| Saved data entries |
------------------------------------------------------------------------
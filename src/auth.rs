use std::cmp::Ordering;
use std::sync::Arc;

use secrecy::SecretString;
use tokio::sync::OnceCell;
use tracing::{debug, info, warn};

use crate::api::AnytypeApi;
use crate::errors::AppResult;
use crate::notify::{Notifier, Toast};
use crate::storage::KeyValueStore;

/// Credential key written by earlier releases.
pub const LEGACY_API_KEY: &str = "api_key";
pub const API_KEY: &str = "anytype_api_key";

pub const APP_UPDATE_TITLE: &str = "App Update Required";
pub const EXTENSION_UPDATE_TITLE: &str = "Extension Update Required";

#[derive(Debug, Clone, Copy, PartialEq, Eq)]
pub enum VersionStatus {
    Compatible,
    AppOutdated,
    ExtensionOutdated,
}

/// Orders dotted or dashed version strings by their components. Numeric
/// parts compare numerically and a missing part counts as `0`. A textual
/// part marks a pre-release, so it sorts below an absent one
/// (`1.0.0-beta < 1.0.0`) and above any number.
pub fn compare_versions(left: &str, right: &str) -> Ordering {
    let split = |value: &str| -> Vec<String> {
        value
            .trim()
            .trim_start_matches('v')
            .split(['.', '-'])
            .map(str::to_string)
            .collect()
    };
    let left = split(left);
    let right = split(right);

    for index in 0..left.len().max(right.len()) {
        let ordering = compare_part(
            left.get(index).map(String::as_str),
            right.get(index).map(String::as_str),
        );
        if ordering != Ordering::Equal {
            return ordering;
        }
    }
    Ordering::Equal
}

fn compare_part(left: Option<&str>, right: Option<&str>) -> Ordering {
    let number = |part: Option<&str>| match part {
        None => Some(0),
        Some(part) => part.parse::<u64>().ok(),
    };
    match (number(left), number(right)) {
        (Some(a), Some(b)) => a.cmp(&b),
        (Some(_), None) => match left {
            None => Ordering::Greater,
            Some(_) => Ordering::Less,
        },
        (None, Some(_)) => match right {
            None => Ordering::Less,
            Some(_) => Ordering::Greater,
        },
        (None, None) => left.cmp(&right),
    }
}

pub fn version_status(app_version: Option<&str>, expected: &str) -> VersionStatus {
    match app_version {
        None => VersionStatus::AppOutdated,
        Some(app) => match compare_versions(app, expected) {
            Ordering::Less => VersionStatus::AppOutdated,
            Ordering::Greater => VersionStatus::ExtensionOutdated,
            Ordering::Equal => VersionStatus::Compatible,
        },
    }
}

/// Gates API use on version compatibility and owns the credential keys.
pub struct AuthGate {
    api: AnytypeApi,
    credentials: Arc<dyn KeyValueStore>,
    notifier: Arc<dyn Notifier>,
    migration: OnceCell<bool>,
}

impl AuthGate {
    pub fn new(
        api: AnytypeApi,
        credentials: Arc<dyn KeyValueStore>,
        notifier: Arc<dyn Notifier>,
    ) -> Self {
        Self {
            api,
            credentials,
            notifier,
            migration: OnceCell::new(),
        }
    }

    /// Returns `false` only when the credential itself looks bad. Version
    /// mismatches and connectivity failures keep the current key.
    pub async fn check_token_validity(&self) -> bool {
        let expected = self.api.client().api_version().to_string();
        match self.api.client().fetch_api_version().await {
            Ok(app_version) => {
                match version_status(app_version.as_deref(), &expected) {
                    VersionStatus::Compatible => {}
                    VersionStatus::AppOutdated => {
                        warn!(app_version = ?app_version, expected = %expected, "app api version is older");
                        self.notifier.show(Toast::failure(
                            APP_UPDATE_TITLE,
                            "Please update the Anytype app to the latest version.",
                        ));
                    }
                    VersionStatus::ExtensionOutdated => {
                        warn!(app_version = ?app_version, expected = %expected, "extension api version is older");
                        self.notifier.show(Toast::failure(
                            EXTENSION_UPDATE_TITLE,
                            "Please update the extension to the latest version.",
                        ));
                    }
                }
                true
            }
            Err(err) if err.is_connection() => {
                debug!(?err, "skipping token check while the app is unreachable");
                true
            }
            Err(err) => {
                warn!(?err, "token check failed");
                false
            }
        }
    }

    /// Moves the legacy credential to its new key. Runs once per gate;
    /// concurrent callers share the first result.
    pub async fn migrate_auth_key(&self) -> bool {
        *self
            .migration
            .get_or_init(|| async {
                match self.run_migration().await {
                    Ok(migrated) => migrated,
                    Err(err) => {
                        warn!(?err, "failed to migrate stored api key");
                        false
                    }
                }
            })
            .await
    }

    /// Forgets the cached migration result.
    pub fn reset_migration(&mut self) {
        self.migration = OnceCell::new();
    }

    async fn run_migration(&self) -> AppResult<bool> {
        let Some(legacy) = self.credentials.get(LEGACY_API_KEY).await? else {
            return Ok(false);
        };

        if self.credentials.get(API_KEY).await?.is_some() {
            self.credentials.remove(LEGACY_API_KEY).await?;
            debug!("removed legacy api key; new key already present");
            return Ok(false);
        }

        self.credentials.set(API_KEY, &legacy).await?;
        self.credentials.remove(LEGACY_API_KEY).await?;
        info!("migrated legacy api key");
        Ok(true)
    }

    pub async fn stored_api_key(&self) -> AppResult<Option<SecretString>> {
        Ok(self
            .credentials
            .get(API_KEY)
            .await?
            .filter(|value| !value.trim().is_empty())
            .map(|value| SecretString::new(value.into())))
    }

    /// Asks the app to display a pairing code.
    pub async fn start_challenge(&self, app_name: &str) -> AppResult<String> {
        let challenge = self.api.create_challenge(app_name).await?;
        self.notifier.show(Toast::animated(
            "Waiting for pairing code",
            "Enter the 4-digit code shown in Anytype",
        ));
        Ok(challenge)
    }

    /// Exchanges the code the user read off the app for an API key, stores
    /// it and starts using it.
    pub async fn solve_challenge(&self, challenge_id: &str, code: &str) -> AppResult<()> {
        let key = self.api.create_api_key(challenge_id, code.trim()).await?;
        self.credentials.set(API_KEY, &key).await?;
        self.api
            .client()
            .set_api_key(Some(SecretString::new(key.into())));
        self.notifier.show(Toast::success("Successfully paired"));
        Ok(())
    }

    pub async fn sign_out(&self) -> AppResult<()> {
        self.credentials.remove(API_KEY).await?;
        self.api.client().set_api_key(None);
        Ok(())
    }
}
------------------------------------------------------------------------
| Exercise |
Exactly as they appear above, the records are to be transcribed in full.

| Exercise response |
filename src/auth.rs
use std::cmp::Ordering;
use std::sync::Arc;

use secrecy::SecretString;
use tokio::sync::OnceCell;
use tracing::{debug, info, warn};

use crate::api::AnytypeApi;
use crate::errors::AppResult;
use crate::notify::{Notifier, Toast};
use crate::storage::KeyValueStore;

/// Credential key written by earlier releases.
pub const LEGACY_API_KEY: &str = "api_key";
pub const API_KEY: &str = "anytype_api_key";

pub const APP_UPDATE_TITLE: &str = "App Update Required";
pub const EXTENSION_UPDATE_TITLE: &str = "Extension Update Required";

#[derive(Debug, Clone, Copy, PartialEq, Eq)]
pub enum VersionStatus {
    Compatible,
    AppOutdated,
    ExtensionOutdated,
}

/// Orders dotted or dashed version strings by their components. Numeric
/// parts compare numerically and a missing part counts as `0`. A textual
/// part marks a pre-release, so it sorts below an absent one
/// (`1.0.0-beta < 1.0.0`) and above any number.
pub fn compare_versions(left: &str, right: &str) -> Ordering {
    let split = |value: &str| -> Vec<String> {
        value
            .trim()
            .trim_start_matches('v')
            .split(['.', '-'])
            .map(str::to_string)
            .collect()
    };
    let left = split(left);
    let right = split(right);

    for index in 0..left.len().max(right.len()) {
        let ordering = compare_part(
            left.get(index).map(String::as_str),
            right.get(index).map(String::as_str),
        );
        if ordering != Ordering::Equal {
            return ordering;
        }
    }
    Ordering::Equal
}

fn compare_part(left: Option<&str>, right: Option<&str>) -> Ordering {
    let number = |part: Option<&str>| match part {
        None => Some(0),
        Some(part) => part.parse::<u64>().ok(),
    };
    match (number(left), number(right)) {
        (Some(a), Some(b)) => a.cmp(&b),
        (Some(_), None) => match left {
            None => Ordering::Greater,
            Some(_) => Ordering::Less,
        },
        (None, Some(_)) => match right {
            None => Ordering::Less,
            Some(_) => Ordering::Greater,
        },
        (None, None) => left.cmp(&right),
    }
}

pub fn version_status(app_version: Option<&str>, expected: &str) -> VersionStatus {
    match app_version {
        None => VersionStatus::AppOutdated,
        Some(app) => match compare_versions(app, expected) {
            Ordering::Less => VersionStatus::AppOutdated,
            Ordering::Greater => VersionStatus::ExtensionOutdated,
            Ordering::Equal => VersionStatus::Compatible,
        },
    }
}

/// Gates API use on version compatibility and owns the credential keys.
pub struct AuthGate {
    api: AnytypeApi,
    credentials: Arc<dyn KeyValueStore>,
    notifier: Arc<dyn Notifier>,
    migration: OnceCell<bool>,
}

impl AuthGate {
    pub fn new(
        api: AnytypeApi,
        credentials: Arc<dyn KeyValueStore>,
        notifier: Arc<dyn Notifier>,
    ) -> Self {
        Self {
            api,
            credentials,
            notifier,
            migration: OnceCell::new(),
        }
    }

    /// Returns `false` only when the credential itself looks bad. Version
    /// mismatches and connectivity failures keep the current key.
    pub async fn check_token_validity(&self) -> bool {
        let expected = self.api.client().api_version().to_string();
        match self.api.client().fetch_api_version().await {
            Ok(app_version) => {
                match version_status(app_version.as_deref(), &expected) {
                    VersionStatus::Compatible => {}
                    VersionStatus::AppOutdated => {
                        warn!(app_version = ?app_version, expected = %expected, "app api version is older");
                        self.notifier.show(Toast::failure(
                            APP_UPDATE_TITLE,
                            "Please update the Anytype app to the latest version.",
                        ));
                    }
                    VersionStatus::ExtensionOutdated => {
                        warn!(app_version = ?app_version, expected = %expected, "extension api version is older");
                        self.notifier.show(Toast::failure(
                            EXTENSION_UPDATE_TITLE,
                            "Please update the extension to the latest version.",
                        ));
                    }
                }
                true
            }
            Err(err) if err.is_connection() => {
                debug!(?err, "skipping token check while the app is unreachable");
                true
            }
            Err(err) => {
                warn!(?err, "token check failed");
                false
            }
        }
    }

    /// Moves the legacy credential to its new key. Runs once per gate;
    /// concurrent callers share the first result.
    pub async fn migrate_auth_key(&self) -> bool {
        *self
            .migration
            .get_or_init(|| async {
                match self.run_migration().await {
                    Ok(migrated) => migrated,
                    Err(err) => {
                        warn!(?err, "failed to migrate stored api key");
                        false
                    }
                }
            })
            .await
    }

    /// Forgets the cached migration result.
    pub fn reset_migration(&mut self) {
        self.migration = OnceCell::new();
    }

    async fn run_migration(&self) -> AppResult<bool> {
        let Some(legacy) = self.credentials.get(LEGACY_API_KEY).await? else {
            return Ok(false);
        };

        if self.credentials.get(API_KEY).await?.is_some() {
            self.credentials.remove(LEGACY_API_KEY).await?;
            debug!("removed legacy api key; new key already present");
            return Ok(false);
        }

        self.credentials.set(API_KEY, &legacy).await?;
        self.credentials.remove(LEGACY_API_KEY).await?;
        info!("migrated legacy api key");
        Ok(true)
    }

    pub async fn stored_api_key(&self) -> AppResult<Option<SecretString>> {
        Ok(self
            .credentials
            .get(API_KEY)
            .await?
            .filter(|value| !value.trim().is_empty())
            .map(|value| SecretString::new(value.into())))
    }

    /// Asks the app to display a pairing code.
    pub async fn start_challenge(&self, app_name: &str) -> AppResult<String> {
        let challenge = self.api.create_challenge(app_name).await?;
        self.notifier.show(Toast::animated(
            "Waiting for pairing code",
            "Enter the 4-digit code shown in Anytype",
        ));
        Ok(challenge)
    }

    /// Exchanges the code the user read off the app for an API key, stores
    /// it and starts using it.
    pub async fn solve_challenge(&self, challenge_id: &str, code: &str) -> AppResult<()> {
        let key = self.api.create_api_key(challenge_id, code.trim()).await?;
        self.credentials.set(API_KEY, &key).await?;
        self.api
            .client()
            .set_api_key(Some(SecretString::new(key.into())));
        self.notifier.show(Toast::success("Successfully paired"));
        Ok(())
    }

    pub async fn sign_out(&self) -> AppResult<()> {
        self.credentials.remove(API_KEY).await?;
        self.api.client().set_api_key(None);
        Ok(())
    }
}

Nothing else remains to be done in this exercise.